[linux-elitists] lawyers, vim, software patents

Don Marti dmarti@zgp.org
Sat May 12 01:51:45 PDT 2001

Weasel lawyer alert: I just got a letter from a Mr. Steven G. Schulman
of Milberg Weiss Bershad Hynes & Lerach LLP (which stands for Losers,
Lawyers, and Parasites) asking me to join their stupid "shareholder
class action" lawsuit against Red Hat. I can smell the boiler room on
this cheesy direct mail -- it's not even a proper lawyer envelope, it's
a cheap Walgreen's envelope with an Avery label. Anyone who joins their
class is an asshole.

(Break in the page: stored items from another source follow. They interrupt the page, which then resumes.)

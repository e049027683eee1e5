//! Collaboration queries: star and superstar classification, distance.

mod distance;
mod source;
mod stars;


pub use source::CatalogSource;

use crate::graph::CollaborationGraph;
use crate::model::CastId;

/// Minimum per-film average rating for a film to count toward stardom.
pub const STAR_MIN_AVERAGE: f32 = 4.0;
/// Minimum number of appearances (across the whole dataset) for a star.
pub const STAR_MIN_APPEARANCES: usize = 3;
/// Shared-film count with a single other star that makes a superstar.
pub const SUPERSTAR_MIN_SHARED: u32 = 2;

/// Query engine over a read-only catalog source.
///
/// Every query rebuilds its collaboration graph from the source on each
/// call; nothing is cached between calls, so query cost scales with the
/// catalog on every invocation. The superstar graph is O(S²) in the star
/// count and the distance graph O(N²) in the distinct-cast count.
#[derive(Debug)]
pub struct CollaborationEngine<'a, S> {
    source: &'a S,
}

impl<'a, S: CatalogSource> CollaborationEngine<'a, S> {
    /// Creates an engine reading from `source`.
    pub fn new(source: &'a S) -> Self {
        Self { source }
    }

    /// Builds a symmetric shared-film graph over `ids`.
    ///
    /// For every node, every co-appearance in one of that node's films adds
    /// one count to the node's row; iterating all nodes covers both
    /// directions of each pair. Roster members outside `ids` are skipped.
    fn shared_film_graph(&self, ids: Vec<CastId>) -> CollaborationGraph {
        let mut graph = CollaborationGraph::new(ids);
        for position in 0..graph.len() {
            let id = graph.id_at(position);
            for film in self.source.films_for_cast(id) {
                for member in self.source.cast_roster(film) {
                    if member.id == id {
                        continue;
                    }
                    if let Some(other) = graph.index_of(member.id) {
                        graph.add_connection(position, other);
                    }
                }
            }
        }
        graph
    }
}
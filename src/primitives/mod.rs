//! Custom containers backing every lookup in the crate.
//!
//! These are deliberately fixed-shape structures: the store never rehashes
//! and the sequence is an index arena rather than a pointer chain. Nothing
//! here locks; sharing across threads needs external synchronization.

/// Fixed-capacity chained hash table with insertion-order key enumeration.
pub mod indexed;

/// FIFO queue over the sequence arena.
pub mod queue;

/// Singly-linked ordered sequence backed by an index arena.
pub mod sequence;

pub use indexed::{BucketKey, IndexedStore};
pub use queue::Queue;
pub use sequence::Sequence;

Hope Red Hat beats this and Schulman goes back to
chasing investment banks or ambulances.

I'd like to look at people's .vimrc files for an LJ piece; if you have
anything particularly cool in yours, please post it and I'll give you
appropriate credit if I use it.

Now for some fun stuff -- a posting from RMS about why priorart.org is a
bad idea. (If you're jonesing for more from him after reading this, try

And the Federation for a Free Informational Infrastructure's
point of view on prior art databases is here:
http://swpat.ffii.org/stidi/gacri/indexen.html Basically, their argument
is that prior art should still be published -- but in a reliably
timestamped but not easily searchable way. (Dead-tree-based magazines,

So -- can anyone give a reason why priorart.org should exist, if all it
does is help turn your published idea into a patent thicket?  Here's
the Stallman thing.

----- Forwarded message from Richard Stallman <rms@gnu.org> -----

Date: Fri, 11 May 2001 23:42:05 -0600 (MDT)
From: Richard Stallman <rms@gnu.org>
Subject: Re: [Freesw] priorart.org
To: Bernard.Lang@inria.fr
Cc: kmself@ix.netcom.com, fsb@crynwr.com, freesw@conecta.it
Reply-To: rms@gnu.org

There are major problems with priorart.org.  Actually, two
problems--one tactical, and one strategic.

In the US patent system, if the PTO looked at certain prior art and
decided to issue the patent anyway, the court is supposed to presume
the PTO was right to regard that prior art as insufficient.
But if the PTO was unaware of the prior art, then the court can look
at it with an unbiased eye.

As a result, prior art is more effective against patents if the PTO
does not know about it.  For potential patent victims to inform the
PTO about prior art is a self-defeating project.

The effect of this is worse than you might think, because of the way
the PTO uses prior art.  The question they are suppose is, "Is this
idea unobvious given the known prior art?"  But their threshold of
"unobvious" is so low, that in practice the tiniest difference from
the known prior art is enough excuse for them to issue a patent.  The
courts are much more likely to apply a sensible definition of
"unobvious", if they are not blocked by a prior PTO decision about the
same prior art.

Then there is the strategic problem.  I have seen publicity associated
with this activity, and it serves as an excuse to whitewash the system
of software patents.  The publicity suggests that we could live with
software patents, if only we "work to make the system function" in
this way.  It encourages people to think that the only problem in
software patents is when non-novel ideas are patented, and that
software patents on new ideas (some brilliant, most pedestrian) are
ok.  And that will undermine the efforts now under way in Europe to
prevent software patents there.

Organized efforts to collect prior art could be useful if they avoid
these two problems.  But if they have these problems, they can easily
do more harm than good.

----- End forwarded message -----

Don Marti              "I've never sent or received a GIF in my life."